# Help with Snow Guards



## DaVinciRemodel (Oct 7, 2009)

We've got a house that has a section of cooper standing seam roof (over the entry). We're having trouble with snow slides and ice build-up.

We're considering Alpine Snow Guards http://www.alpinesnowguards.com/ Any experience, thoughts, words of wisdom, other suggestions?

You can see whats happening to the gutters.


----------



## oldfrt (Oct 10, 2007)

Looks like they left out a few gutter straps.
Especially on a metal roof where the force of a slide could rip them off very easily.


----------



## DaVinciRemodel (Oct 7, 2009)

oldfrt said:


> Looks like they left out a few gutter straps.
> Especially on a metal roof where the force of a slide could rip them off very easily.


The other side is off!


----------



## Darwin (Apr 7, 2009)

A thicker metal gutter is in order with several more straps placed 12-inches apart is in order. With the roof's slope and the fact that it is metal makes snow shoot down the roof onto the gutter and on someone's head. OOps. Sorry.
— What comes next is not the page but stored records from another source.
//! Editor queries built on analysis results.
//!
//! These are the pieces a host editor calls between passes: which brace
//! pairs with the one at the caret, what a `.` is selecting a member of,
//! and what to offer for completion.

use asf_ir::declarations::{
    is_sampling_variable, DEALLOCATION_KEYWORDS, SAMPLING_VARIABLES, SETTABLE_VARIABLES, TIME_INTERVALS,
};
use asf_ir::{signatures, Formula, SignatureTable, Token, TokenKind};
use asf_lexer::Lexer;
use rustc_hash::FxHashSet;

use crate::braces::BraceMatch;

/// The pair with a delimiter at `offset`, or else at `offset - 1` (the caret
/// sitting just after a delimiter).
pub fn brace_match_at(braces: &[BraceMatch], offset: usize) -> Option<BraceMatch> {
    let at = |position: usize| {
        braces
            .iter()
            .find(|pair| pair.left == position || pair.right == position)
            .copied()
    };
    at(offset).or_else(|| offset.checked_sub(1).and_then(at))
}

/// The identifier whose member is being selected at `caret`.
///
/// Looks at the significant tokens before the caret for `name .` or
/// `name . partial`. Returns `None` when the caret is not on a char
/// boundary.
pub fn member_target_at(source: &str, caret: usize) -> Option<Token<'_>> {
    let prefix = source.get(..caret.min(source.len()))?;
    let significant: Vec<Token<'_>> = Lexer::new(prefix).tokens().filter(|t| !t.is_trivia()).collect();
    let target = match significant.as_slice() {
        [.., target, dot] if dot.kind == TokenKind::Dot => *target,
        [.., target, dot, partial]
            if dot.kind == TokenKind::Dot && partial.kind == TokenKind::Identifier =>
        {
            *target
        }
        _ => return None,
    };
    (target.kind == TokenKind::Identifier).then_some(target)
}

/// Assigned names in first-assignment order, without repeats.
pub fn user_identifiers(formula: &Formula) -> Vec<&str> {
    let mut seen = FxHashSet::default();
    formula
        .assignments
        .iter()
        .map(|assignment| assignment.identifier.name.as_str())
        .filter(|name| seen.insert(*name))
        .collect()
}

#[derive(Copy, Clone, Eq, PartialEq, Hash, Debug, serde::Serialize)]
#[serde(rename_all = "kebab-case")]
pub enum CompletionKind {
    Variable,
    SamplingVariable,
    ServiceVariable,
    TimeInterval,
    Function,
    Method,
    Keyword,
}

#[derive(Clone, Eq, PartialEq, Hash, Debug, serde::Serialize)]
pub struct CompletionItem {
    pub label: String,
    pub kind: CompletionKind,
    #[serde(skip_serializing_if = "Option::is_none")]
    pub detail: Option<String>,
}

impl CompletionItem {
    fn new(label: impl Into<String>, kind: CompletionKind) -> Self {
        CompletionItem {
            label: label.into(),
            kind,
            detail: None,
        }
    }

    #[must_use]
    fn with_detail(mut self, detail: impl Into<String>) -> Self {
        self.detail = Some(detail.into());
        self
    }
}

/// Everything that can appear in expression position: the user's own
/// variables followed by the built-in declarations.
pub fn completion_items(formula: &Formula) -> Vec<CompletionItem> {
    let builtin: FxHashSet<&str> = SAMPLING_VARIABLES
        .iter()
        .chain(SETTABLE_VARIABLES)
        .copied()
        .collect();

    let mut items: Vec<CompletionItem> = user_identifiers(formula)
        .into_iter()
        .filter(|name| !builtin.contains(name))
        .map(|name| CompletionItem::new(name, CompletionKind::Variable))
        .collect();

    let fixed = [
        (SAMPLING_VARIABLES, CompletionKind::SamplingVariable),
        (SETTABLE_VARIABLES, CompletionKind::ServiceVariable),
        (TIME_INTERVALS, CompletionKind::TimeInterval),
        (DEALLOCATION_KEYWORDS, CompletionKind::Keyword),
    ];
    for (names, kind) in fixed {
        items.extend(names.iter().map(|name| CompletionItem::new(*name, kind)));
    }
    items.extend(signature_items(signatures::functions(), CompletionKind::Function));
    items
}

/// Sampling methods when the caret follows `$Variable.`, otherwise nothing.
pub fn member_completions(source: &str, caret: usize) -> Vec<CompletionItem> {
    match member_target_at(source, caret) {
        Some(target) if is_sampling_variable(target.text) => {
            signature_items(signatures::methods(), CompletionKind::Method).collect()
        }
        _ => Vec::new(),
    }
}

fn signature_items(table: &SignatureTable, kind: CompletionKind) -> impl Iterator<Item = CompletionItem> + '_ {
    table.entries().iter().map(move |(name, overloads)| {
        let item = CompletionItem::new(*name, kind);
        match overloads.first() {
            Some(first) => item.with_detail(first.label()),
            None => item,
        }
    })
}

#[cfg(test)]
mod tests;
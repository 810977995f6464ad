//! Brace matching for highlight-matching-brace.
//!
//! Two strategies produce the same [`BraceMatch`] shape:
//!
//! - [`match_syntax`] walks the tree and pairs the delimiters recorded on
//!   parenthesized expressions, calls and invocations. Traversal is
//!   post-order, so an inner pair always comes before the pair enclosing it.
//! - [`match_tokens`] runs a stack over the raw `(`/`)` tokens. It works on
//!   text that does not parse, but cannot tell grouping from call parens.

mod syntax;
mod tokens;

pub use syntax::{match_syntax, SyntaxBraceMatcher};
pub use tokens::match_tokens;

use asf_ir::Delimiters;

/// Offsets of a matched opening and closing delimiter.
#[derive(Copy, Clone, Eq, PartialEq, Hash, Debug, serde::Serialize)]
pub struct BraceMatch {
    pub left: usize,
    pub right: usize,
}

impl BraceMatch {
    pub const fn new(left: usize, right: usize) -> Self {
        BraceMatch { left, right }
    }

    pub const fn contains(&self, offset: usize) -> bool {
        self.left <= offset && offset <= self.right
    }
}

impl From<Delimiters> for BraceMatch {
    fn from(parens: Delimiters) -> Self {
        BraceMatch::new(parens.open.start_index(), parens.close.start_index())
    }
}

/// Which matcher an analysis pass uses.
#[derive(Copy, Clone, Eq, PartialEq, Hash, Debug, Default)]
pub enum BraceStrategy {
    /// Syntax tree when the text parsed cleanly, token stack otherwise.
    #[default]
    Auto,
    Syntax,
    Tokens,
}

impl BraceStrategy {
    pub fn parse(text: &str) -> Option<Self> {
        match text {
            "auto" => Some(BraceStrategy::Auto),
            "syntax" => Some(BraceStrategy::Syntax),
            "tokens" => Some(BraceStrategy::Tokens),
            _ => None,
        }
    }

    /// Whether this strategy walks the tree for a parse with or without errors.
    pub fn uses_syntax(self, parsed_cleanly: bool) -> bool {
        match self {
            BraceStrategy::Auto => parsed_cleanly,
            BraceStrategy::Syntax => true,
            BraceStrategy::Tokens => false,
        }
    }
}
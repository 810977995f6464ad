use pretty_assertions::assert_eq;
use serde_json::json;

use super::*;
use asf_ir::Span;

fn parse(output: Vec<u8>) -> serde_json::Value {
    serde_json::from_slice(&output).unwrap()
}

#[test]
fn test_entries_without_source() {
    let mut emitter = JsonEmitter::new(Vec::new());
    emitter.emit(&Diagnostic::new(
        ErrorCode::InvalidFunctionSignature,
        "no overload of `rand` takes 2 arguments",
        Span::new(4, 14),
    ));
    emitter.flush();

    assert_eq!(
        parse(emitter.into_inner()),
        json!({
            "diagnostics": [{
                "code": "invalid-function-signature",
                "severity": "error",
                "message": "no overload of `rand` takes 2 arguments",
                "start_index": 4,
                "end_index": 13,
            }]
        })
    );
}

#[test]
fn test_entries_with_source_and_summary() {
    let source = "a = 1;\nb = foo()";
    let mut emitter = JsonEmitter::new(Vec::new()).with_source(source);
    emitter.emit(
        &Diagnostic::new(
            ErrorCode::UnknownFunctionName,
            "unknown function `foo`",
            Span::new(11, 14),
        )
        .with_note("built-in functions are lowercase"),
    );
    emitter.emit_summary(1, 0);
    emitter.flush();

    assert_eq!(
        parse(emitter.into_inner()),
        json!({
            "diagnostics": [{
                "code": "unknown-function-name",
                "severity": "error",
                "message": "unknown function `foo`",
                "start_index": 11,
                "end_index": 13,
                "line": 2,
                "column": 5,
                "notes": ["built-in functions are lowercase"],
            }],
            "summary": {"errors": 1, "warnings": 0}
        })
    );
}

#[test]
fn test_empty_run_is_valid_json() {
    let mut emitter = JsonEmitter::new(Vec::new());
    emitter.flush();
    assert_eq!(parse(emitter.into_inner()), json!({"diagnostics": []}));
}

#[test]
fn test_message_escaping() {
    let mut emitter = JsonEmitter::new(Vec::new());
    emitter.emit(&Diagnostic::new(
        ErrorCode::ParseError,
        "unexpected `\"abc`",
        Span::new(0, 4),
    ));
    emitter.flush();
    let value = parse(emitter.into_inner());
    assert_eq!(value["diagnostics"][0]["message"], json!("unexpected `\"abc`"));
}
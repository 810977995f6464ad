use asf_ir::{Token, TokenKind};

use super::BraceMatch;

/// Pair `(`/`)` tokens with a stack, ignoring everything else.
///
/// A `)` with nothing open and a `(` never closed produce no pair. Pairs are
/// emitted when they close, so inner pairs precede outer ones.
#[tracing::instrument(level = "debug", skip_all, fields(tokens = tokens.len()))]
pub fn match_tokens(tokens: &[Token<'_>]) -> Vec<BraceMatch> {
    let mut open = Vec::new();
    let mut matches = Vec::new();
    for token in tokens {
        match token.kind {
            TokenKind::LeftParen => open.push(token.start_index()),
            TokenKind::RightParen => {
                if let Some(left) = open.pop() {
                    matches.push(BraceMatch::new(left, token.start_index()));
                }
            }
            _ => {}
        }
    }
    matches
}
Those snow guards do look promising; however, ugly.

On the positive side: Those metal roofs last forever!


----------



## mudpad (Dec 26, 2008)

Architects starting specifying those around here a few years ago. I have installed them on several commercial buildings, but we haven't had enough snow the last few years to see how they perform. They aren't that ugly though, barely noticeable.


----------



## oldfrt (Oct 10, 2007)

I know most of the time that the snow there doesn't stay around too long.
Does anyone in that area have problems with ice dams?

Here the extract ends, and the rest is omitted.